Sci Total Environ. 2020 Jun 15:721:137612. doi: 10.1016/j.scitotenv.2020.137612. Epub 2020 Mar 3.

Abstract

River water quality assessment is one of the most important tasks to enhance water resources management plans. A water quality index (WQI) considers several water quality variables simultaneously. Traditionally WQI calculations consume time and are often fraught with errors during derivations of sub-indices. In this study, 4 standalone (random forest (RF), M5P, random tree (RT), and reduced error pruning tree (REPT)) and 12 hybrid data-mining algorithms (combinations of standalones with bagging (BA), CV parameter selection (CVPS) and randomizable filtered classification (RFC)) were used to create Iran WQI (IRWQIsc) predictions.
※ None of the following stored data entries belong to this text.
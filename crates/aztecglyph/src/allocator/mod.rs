mod content_type;
mod interface;
mod lock;
#[cfg(test)]
mod tests;

pub use content_type::*;
pub use interface::*;
pub use lock::*;
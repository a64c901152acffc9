#[cfg(feature = "parking-lot")]
pub use parking_lot::{Mutex, MutexGuard, RwLock, RwLockReadGuard, RwLockWriteGuard};
#[cfg(not(feature = "parking-lot"))]
pub use std::sync::{Mutex, MutexGuard, RwLock, RwLockReadGuard, RwLockWriteGuard};

use crate::Result;

/// Locks `mutex`. Only the std lock can fail, with [`crate::Error::LockPoisoned`].
#[allow(clippy::unnecessary_wraps)]
pub(crate) fn lock<T>(mutex: &Mutex<T>) -> Result<MutexGuard<'_, T>> {
    #[cfg(feature = "parking-lot")]
    {
        Ok(mutex.lock())
    }
    #[cfg(not(feature = "parking-lot"))]
    {
        Ok(mutex.lock()?)
    }
}

#[allow(clippy::unnecessary_wraps)]
pub(crate) fn read<T>(lock: &RwLock<T>) -> Result<RwLockReadGuard<'_, T>> {
    #[cfg(feature = "parking-lot")]
    {
        Ok(lock.read())
    }
    #[cfg(not(feature = "parking-lot"))]
    {
        Ok(lock.read()?)
    }
}

#[allow(clippy::unnecessary_wraps)]
pub(crate) fn write<T>(lock: &RwLock<T>) -> Result<RwLockWriteGuard<'_, T>> {
    #[cfg(feature = "parking-lot")]
    {
        Ok(lock.write())
    }
    #[cfg(not(feature = "parking-lot"))]
    {
        Ok(lock.write()?)
    }
}
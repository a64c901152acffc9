use crate::{Error, Field, Result};
use core::fmt;

const NO_VALUE: u8 = u8::MAX;

/// The base58 alphabet used for a glyph's text form.
///
/// It leaves out the visually ambiguous `0`, `O`, `I` and `l`, and its symbols
/// are in ASCII order, so equal-width encodings compare lexicographically in
/// the same order as the values they encode.
pub const BASE58: Alphabet =
    Alphabet::new(b"123456789ABCDEFGHJKLMNPQRSTUVWXYZabcdefghijkmnopqrstuvwxyz");

/// An ordered set of unique ASCII symbols used to write integers in base N.
///
/// The position of a symbol is its digit value; the first symbol is the
/// "zero" symbol, used for `0` and for left padding. A reverse lookup table
/// is computed once at construction (in `const` context for the built-in
/// alphabets) and reused by every [`Alphabet::decode`] call.
#[derive(Clone, Copy)]
pub struct Alphabet {
    symbols: &'static [u8],
    lookup: [u8; 256],
}

impl Alphabet {
    /// Builds an alphabet from its symbols.
    ///
    /// # Panics
    ///
    /// Panics when the symbols are not 2..=128 unique ASCII bytes. Used in a
    /// `const` item, this turns into a compile-time error.
    pub const fn new(symbols: &'static [u8]) -> Self {
        match Self::build(symbols) {
            Some(alphabet) => alphabet,
            None => panic!("alphabet must consist of 2..=128 unique ASCII symbols"),
        }
    }

    /// Fallible counterpart to [`Alphabet::new`] for alphabets only known at
    /// runtime.
    ///
    /// # Errors
    ///
    /// Returns [`Error::InvalidArguments`] when the symbols are not 2..=128
    /// unique ASCII bytes.
    pub fn try_new(symbols: &'static [u8]) -> Result<Self> {
        Self::build(symbols).ok_or_else(|| {
            Error::invalid_arguments("alphabet must consist of 2..=128 unique ASCII symbols")
        })
    }

    const fn build(symbols: &'static [u8]) -> Option<Self> {
        if symbols.len() < 2 || symbols.len() > 128 {
            return None;
        }
        let mut lookup = [NO_VALUE; 256];
        let mut i = 0;
        while i < symbols.len() {
            let c = symbols[i];
            if !c.is_ascii() || lookup[c as usize] != NO_VALUE {
                return None;
            }
            lookup[c as usize] = i as u8;
            i += 1;
        }
        Some(Self { symbols, lookup })
    }

    /// Number of symbols, i.e. the numeric base.
    pub const fn base(&self) -> u64 {
        self.symbols.len() as u64
    }

    /// The zero symbol.
    pub const fn zero(&self) -> u8 {
        self.symbols[0]
    }

    pub const fn symbols(&self) -> &'static [u8] {
        self.symbols
    }

    /// Digit value of `symbol`, if it belongs to this alphabet.
    pub const fn index_of(&self, symbol: u8) -> Option<u8> {
        match self.lookup[symbol as usize] {
            NO_VALUE => None,
            digit => Some(digit),
        }
    }

    /// Number of symbols needed to write `value` without padding.
    pub const fn encoded_len(&self, mut value: u64) -> usize {
        let base = self.base();
        let mut len = 1;
        while value >= base {
            value /= base;
            len += 1;
        }
        len
    }

    /// Encodes `value`, left-padding with the zero symbol up to `pad_to`
    /// symbols when the natural encoding is shorter.
    ///
    /// # Errors
    ///
    /// - [`Error::NegativeValue`] if `value` is negative.
    /// - [`Error::OutOfRange`] if `value` does not fit in 64 bits.
    ///
    /// # Example
    /// ```
    /// use aztecglyph::BASE58;
    ///
    /// assert_eq!(BASE58.encode(0, None).unwrap(), "1");
    /// assert_eq!(BASE58.encode(57, Some(3)).unwrap(), "11z");
    /// assert!(BASE58.encode(-1, None).is_err());
    /// ```
    pub fn encode(&self, value: impl Into<i128>, pad_to: Option<usize>) -> Result<String> {
        let value = value.into();
        if value < 0 {
            return Err(Error::NegativeValue { value });
        }
        let value = u64::try_from(value).map_err(|_| Error::out_of_range(Field::Value, value))?;
        Ok(self.encode_u64(value, pad_to))
    }

    /// Infallible [`Alphabet::encode`] for values that are already `u64`.
    pub fn encode_u64(&self, value: u64, pad_to: Option<usize>) -> String {
        let natural = self.encoded_len(value);
        let width = pad_to.map_or(natural, |pad| pad.max(natural));
        let mut buf = vec![self.zero(); width];
        self.fill(value, &mut buf);
        // SAFETY: every byte of `buf` is a symbol of this alphabet, and `build`
        // only accepts ASCII symbols.
        unsafe { String::from_utf8_unchecked(buf) }
    }

    /// Encodes `value` right-aligned into `buf`, padding the remaining
    /// leading bytes with the zero symbol.
    ///
    /// # Errors
    ///
    /// Returns [`Error::InvalidLength`] if `buf` is shorter than
    /// [`Alphabet::encoded_len`].
    pub fn encode_to_slice(&self, value: u64, buf: &mut [u8]) -> Result<()> {
        let needed = self.encoded_len(value);
        if buf.len() < needed {
            return Err(Error::InvalidLength {
                expected: needed,
                actual: buf.len(),
            });
        }
        self.fill(value, buf);
        Ok(())
    }

    /// Writes the digits of `value` from the right end of `buf`.
    ///
    /// The caller guarantees `buf.len() >= self.encoded_len(value)`.
    pub(crate) fn fill(&self, mut value: u64, buf: &mut [u8]) {
        let base = self.base();
        for slot in buf.iter_mut().rev() {
            *slot = self.symbols[(value % base) as usize];
            value /= base;
        }
        debug_assert_eq!(value, 0, "buffer too small for encoded value");
    }

    /// Decodes `text` back into an integer.
    ///
    /// Empty input and input made only of zero symbols decode to `0`.
    ///
    /// # Errors
    ///
    /// - [`Error::InvalidSymbol`] if a character is not in this alphabet.
    /// - [`Error::OutOfRange`] if the value does not fit in 64 bits.
    ///
    /// # Example
    /// ```
    /// use aztecglyph::BASE58;
    ///
    /// assert_eq!(BASE58.decode("11z").unwrap(), 57);
    /// assert_eq!(BASE58.decode("").unwrap(), 0);
    /// assert!(BASE58.decode("10").is_err());
    /// ```
    pub fn decode(&self, text: &str) -> Result<u64> {
        let base = u128::from(self.base());
        let mut acc = 0_u128;
        for (index, byte) in text.bytes().enumerate() {
            let Some(digit) = self.index_of(byte) else {
                return Err(Error::InvalidSymbol {
                    symbol: text[index..].chars().next().unwrap_or(char::REPLACEMENT_CHARACTER),
                    index,
                });
            };
            // Bails out as soon as the value leaves u64, so `acc` stays far
            // below u128::MAX.
            acc = acc * base + u128::from(digit);
            if acc > u128::from(u64::MAX) {
                return Err(Error::out_of_range(Field::Value, acc as i128));
            }
        }
        Ok(acc as u64)
    }
}

impl fmt::Debug for Alphabet {
    fn fmt(&self, f: &mut fmt::Formatter<'_>) -> fmt::Result {
        f.debug_struct("Alphabet")
            .field("symbols", &String::from_utf8_lossy(self.symbols))
            .field("base", &self.base())
            .finish()
    }
}

impl PartialEq for Alphabet {
    fn eq(&self, other: &Self) -> bool {
        self.symbols == other.symbols
    }
}

impl Eq for Alphabet {}
use crate::{ContentType, Error, Field, Glyph, Issuer, MonotonicClock, ScopedAllocator, TimeSource};
use std::collections::HashSet;
use std::sync::{
    Arc, Mutex,
    atomic::{AtomicUsize, Ordering},
};
use std::thread::scope;

const NOW: u64 = 1_700_000_000_000;

struct MockTime {
    millis: u64,
}

impl TimeSource for MockTime {
    fn current_millis(&self) -> u64 {
        self.millis
    }
}

/// Replays `values`, advancing only when told to.
#[derive(Clone)]
struct SharedMockStepTime {
    clock: Arc<MockStepTime>,
}

struct MockStepTime {
    values: Vec<u64>,
    index: AtomicUsize,
}

impl SharedMockStepTime {
    fn new(values: Vec<u64>) -> Self {
        Self {
            clock: Arc::new(MockStepTime {
                values,
                index: AtomicUsize::new(0),
            }),
        }
    }

    fn step(&self) {
        self.clock.index.fetch_add(1, Ordering::Relaxed);
    }
}

impl TimeSource for SharedMockStepTime {
    fn current_millis(&self) -> u64 {
        self.clock.values[self.clock.index.load(Ordering::Relaxed)]
    }
}

fn ct(tag: u16) -> ContentType {
    ContentType::new(tag).unwrap()
}

#[test]
fn counter_increments_within_same_millisecond() {
    let allocator = ScopedAllocator::with_clock(MockTime { millis: NOW });

    let id1 = allocator.issue(ct(7)).unwrap();
    let id2 = allocator.issue(ct(7)).unwrap();
    let id3 = allocator.issue(ct(7)).unwrap();

    for id in [id1, id2, id3] {
        assert_eq!(id.timestamp_millis(), NOW);
        assert_eq!(id.content_type(), 7);
    }
    assert_eq!(id1.counter(), 0);
    assert_eq!(id2.counter(), 1);
    assert_eq!(id3.counter(), 2);
    assert!(id1 < id2 && id2 < id3);
}

#[test]
fn counter_resets_on_new_millisecond() {
    let time = SharedMockStepTime::new(vec![NOW, NOW + 1]);
    let allocator = ScopedAllocator::with_clock(time.clone());

    allocator.issue(ct(1)).unwrap();
    let second = allocator.issue(ct(1)).unwrap();
    assert_eq!(second.counter(), 1);

    time.step();
    let third = allocator.issue(ct(1)).unwrap();
    assert_eq!(third.timestamp_millis(), NOW + 1);
    assert_eq!(third.counter(), 0);
    assert!(second < third);
}

#[test]
fn backward_clock_increments_counter() {
    let time = SharedMockStepTime::new(vec![NOW, NOW - 5]);
    let allocator = ScopedAllocator::with_clock(time.clone());

    let first = allocator.issue(ct(3)).unwrap();
    time.step();
    let second = allocator.issue(ct(3)).unwrap();

    assert_eq!(first.counter(), 0);
    assert_eq!(second.counter(), 1);
    assert_eq!(second.timestamp_millis(), NOW - 5);

    let state = allocator.snapshot(ct(3)).unwrap().unwrap();
    assert_eq!(state.last_timestamp_millis, NOW);
    assert_eq!(state.counter, 1);
}

#[test]
fn counter_wraps_after_exhaustion() {
    let allocator = ScopedAllocator::with_clock(MockTime { millis: NOW });

    for expected in 0..=Glyph::MAX_COUNTER {
        assert_eq!(allocator.issue(ct(9)).unwrap().counter(), expected);
    }
    assert_eq!(allocator.issue(ct(9)).unwrap().counter(), 0);
}

#[test]
fn scopes_are_independent() {
    let allocator = ScopedAllocator::with_clock(MockTime { millis: NOW });

    allocator.issue(ct(1)).unwrap();
    allocator.issue(ct(1)).unwrap();
    let other = allocator.issue(ct(2)).unwrap();
    let third = allocator.issue(ct(1)).unwrap();

    assert_eq!(other.counter(), 0);
    assert_eq!(other.content_type(), 2);
    assert_eq!(third.counter(), 2);
    assert_eq!(allocator.scopes().unwrap(), 2);
}

#[test]
fn new_millisecond_in_one_scope_leaves_others_alone() {
    let time = SharedMockStepTime::new(vec![NOW, NOW + 1]);
    let allocator = ScopedAllocator::with_clock(time.clone());

    allocator.issue(ct(1)).unwrap();
    allocator.issue(ct(2)).unwrap();
    time.step();
    allocator.issue(ct(1)).unwrap();

    let untouched = allocator.snapshot(ct(2)).unwrap().unwrap();
    assert_eq!(untouched.last_timestamp_millis, NOW);
    assert_eq!(untouched.counter, 0);
}

#[test]
fn fresh_scope_has_no_snapshot() {
    let allocator = ScopedAllocator::with_clock(MockTime { millis: NOW });
    assert_eq!(allocator.snapshot(ct(5)).unwrap(), None);
    assert_eq!(allocator.scopes().unwrap(), 0);
}

#[test]
fn clock_outside_window_is_reported() {
    let allocator = ScopedAllocator::with_clock(MockTime {
        millis: Glyph::EPOCH_MILLIS - 1,
    });
    assert!(matches!(
        allocator.issue(ct(1)),
        Err(Error::OutOfRange {
            field: Field::Timestamp,
            ..
        })
    ));
}

#[test]
fn failed_issue_leaves_scope_untouched() {
    let clock = SharedMockStepTime::new(vec![NOW, Glyph::MAX_NOW_MILLIS + 1, NOW]);
    let allocator = ScopedAllocator::with_clock(clock.clone());

    allocator.issue(ct(1)).unwrap();
    let before = allocator.snapshot(ct(1)).unwrap();

    clock.step();
    assert!(allocator.issue(ct(1)).is_err());
    assert!(allocator.issue(ct(2)).is_err());
    assert_eq!(allocator.snapshot(ct(1)).unwrap(), before);
    assert_eq!(allocator.snapshot(ct(2)).unwrap(), None);
    assert_eq!(allocator.scopes().unwrap(), 1);

    clock.step();
    assert_eq!(allocator.issue(ct(1)).unwrap().counter(), 1);
}

#[test]
fn issuer_trait_delegates() {
    fn issue_via<I: Issuer + ?Sized>(issuer: &I) -> Glyph {
        issuer.issue(ct(4)).unwrap()
    }

    let allocator = Arc::new(ScopedAllocator::with_clock(MockTime { millis: NOW }));
    assert_eq!(issue_via(&allocator).counter(), 0);
    assert_eq!(issue_via(&*allocator).counter(), 1);
    let dynamic: &dyn Issuer = &*allocator;
    assert_eq!(issue_via(dynamic).counter(), 2);
}

#[test]
fn system_clock_issuance_is_monotonic() {
    let allocator = ScopedAllocator::new();
    let mut last = allocator.issue(ct(11)).unwrap();
    // stays below the counter space even if the clock never ticks
    for _ in 0..1_000 {
        let next = allocator.issue(ct(11)).unwrap();
        assert!(next > last, "{next:?} <= {last:?}");
        last = next;
    }
}

#[test]
fn monotonic_clock_issuance_is_monotonic() {
    let allocator = ScopedAllocator::with_clock(MonotonicClock::new());
    let mut last = allocator.issue(ct(11)).unwrap();
    for _ in 0..1_000 {
        let next = allocator.issue(ct(11)).unwrap();
        assert!(next > last);
        last = next;
    }
}

#[test]
fn concurrent_issuance_is_unique() {
    const THREADS: usize = 8;
    const IDS_PER_THREAD: usize = 255;
    const TOTAL_IDS: usize = THREADS * IDS_PER_THREAD;

    // A frozen clock puts every glyph in the same millisecond, the worst case.
    let allocator = ScopedAllocator::with_clock(MockTime { millis: NOW });
    let seen_ids = Mutex::new(HashSet::with_capacity(TOTAL_IDS));

    scope(|s| {
        for _ in 0..THREADS {
            s.spawn(|| {
                for _ in 0..IDS_PER_THREAD {
                    let id = allocator.issue(ct(1)).unwrap();
                    assert!(seen_ids.lock().unwrap().insert(id));
                }
            });
        }
    });

    let seen_ids = seen_ids.into_inner().unwrap();
    assert_eq!(seen_ids.len(), TOTAL_IDS, "Expected {TOTAL_IDS} unique IDs");
    let counters: HashSet<u16> = seen_ids.iter().map(Glyph::counter).collect();
    assert_eq!(counters.len(), TOTAL_IDS);
}

#[test]
fn concurrent_issuance_across_scopes() {
    const THREADS: u16 = 4;
    const IDS_PER_THREAD: usize = 500;

    let allocator = Arc::new(ScopedAllocator::with_clock(MockTime { millis: NOW }));

    scope(|s| {
        for tag in 0..THREADS {
            let allocator = Arc::clone(&allocator);
            s.spawn(move || {
                let mut last = None;
                for _ in 0..IDS_PER_THREAD {
                    let id = allocator.issue(ct(tag)).unwrap();
                    assert_eq!(id.content_type(), tag);
                    assert!(last.is_none_or(|last| id > last));
                    last = Some(id);
                }
            });
        }
    });

    assert_eq!(allocator.scopes().unwrap(), usize::from(THREADS));
}
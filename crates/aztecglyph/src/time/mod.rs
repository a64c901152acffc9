mod interface;
mod mono_clock;
mod system_clock;

pub use interface::*;
pub use mono_clock::*;
pub use system_clock::*;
Six years (2012 to 2018) of monthly data from two water quality monitoring stations within the Talar catchment were compiled. Using Pearson correlation coefficients, 10 different input combinations were constructed. The data were divided into two groups (ratio 70:30) for model building (training dataset) and model validation (testing dataset) using a 10-fold cross-validation technique. The models were evaluated using several statistical and visual evaluation metrics. Result show that fecal coliform (FC) and total solids (TS) had the greatest and least effect on the prediction of IRWQIsc. The best input combinations varied among the algorithms; generally variables with very low correlations displayed weaker performance. Hybrid algorithms improved the prediction power of several of the standalone models, but not all. Hybrid BA-RT outperformed the other models (R2 = 0.941, RMSE = 2.71, MAE = 1.87, NSE = 0.941, PBIAS = 0.500). PBIAS indicated that all algorithms, with the exceptions of RT, BA-RT and CVPS-REPT, overestimated WQI values.

Keywords: Data mining; Novel hybrid algorithms; Prediction; Water quality index.